Exercise details:
Reproduce the first line of the entries that follow and each later line, word for word, ending with the one containing "when the user".

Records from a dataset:
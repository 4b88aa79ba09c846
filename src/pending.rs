//! Pending write staging.
//!
//! A validated operation is staged here when its confirmation message goes
//! out, keyed by that message's identifier, and consumed when the user
//! confirms or rejects (or immediately, in auto-commit mode). Entries that
//! are never resolved live for the process lifetime; there is no reaper.

use std::collections::HashMap;

use tokio::sync::Mutex;

use crate::ledger::LedgerRecord;

/// A staged, not-yet-persisted transaction.
#[derive(Debug, Clone, PartialEq)]
pub struct PendingWrite {
    pub chat_id: i64,
    /// Fully built row, tag already set to the confirmation message id.
    pub record: LedgerRecord,
    /// Transcript span the operation came from.
    pub span: String,
    /// Confirmation message text, re-sent when the buttons are resolved.
    pub text: String,
    /// Whether the write was committed without waiting for the button.
    pub auto_committed: bool,
}

/// Process-wide staging area, passed explicitly to whoever needs it.
#[derive(Default)]
pub struct PendingWrites {
    inner: Mutex<HashMap<i64, PendingWrite>>,
}

impl PendingWrites {
    pub fn new() -> Self {
        Self::default()
    }

    /// Stage a write under a confirmation message id. Racing stages on the
    /// same key are last-write-wins; the displaced entry is returned so
    /// the caller can log it.
    pub async fn stage(&self, message_id: i64, write: PendingWrite) -> Option<PendingWrite> {
        let displaced = self.inner.lock().await.insert(message_id, write);
        if displaced.is_some() {
            tracing::warn!(message_id, "pending write displaced by a newer stage");
        }
        displaced
    }

    /// Remove and return the staged write for a confirmation message.
    pub async fn take(&self, message_id: i64) -> Option<PendingWrite> {
        self.inner.lock().await.remove(&message_id)
    }

    pub async fn len(&self) -> usize {
        self.inner.lock().await.len()
    }

    pub async fn is_empty(&self) -> bool {
        self.inner.lock().await.is_empty()
    }
}

#[cfg(test)]
mod tests {
    #![allow(clippy::unwrap_used, clippy::expect_used)]

    use super::*;
    use crate::ledger::rows::LedgerRecord;
    use crate::ledger::SheetKind;

    fn write(amount: f64) -> PendingWrite {
        PendingWrite {
            chat_id: 1,
            record: LedgerRecord {
                sheet: SheetKind::Expenses,
                date_serial: 46_000,
                category: Some("Продукты".to_owned()),
                transfer_marker: None,
                account: "Наличные".to_owned(),
                replenishment_account: None,
                amount,
                replenishment_amount: None,
                status: "Committed".to_owned(),
                comment: String::new(),
                tag: 10,
            },
            span: "500 на продукты".to_owned(),
            text: "✅ Расход добавлен:".to_owned(),
            auto_committed: false,
        }
    }

    #[tokio::test]
    async fn stage_then_take_consumes_the_entry() {
        let pending = PendingWrites::new();
        pending.stage(10, write(500.0)).await;
        assert_eq!(pending.len().await, 1);

        let taken = pending.take(10).await.unwrap();
        assert!((taken.record.amount - 500.0).abs() < f64::EPSILON);
        assert!(pending.is_empty().await);
        assert!(pending.take(10).await.is_none());
    }

    #[tokio::test]
    async fn racing_stages_are_last_write_wins() {
        let pending = PendingWrites::new();
        assert!(pending.stage(10, write(500.0)).await.is_none());
        let displaced = pending.stage(10, write(600.0)).await.unwrap();
        assert!((displaced.record.amount - 500.0).abs() < f64::EPSILON);
        let current = pending.take(10).await.unwrap();
        assert!((current.record.amount - 600.0).abs() < f64::EPSILON);
    }
}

Exercise result:
repository 4b88aa79ba09c846
filename src/pending.rs
//! Pending write staging.
//!
//! A validated operation is staged here when its confirmation message goes
//! out, keyed by that message's identifier, and consumed when the user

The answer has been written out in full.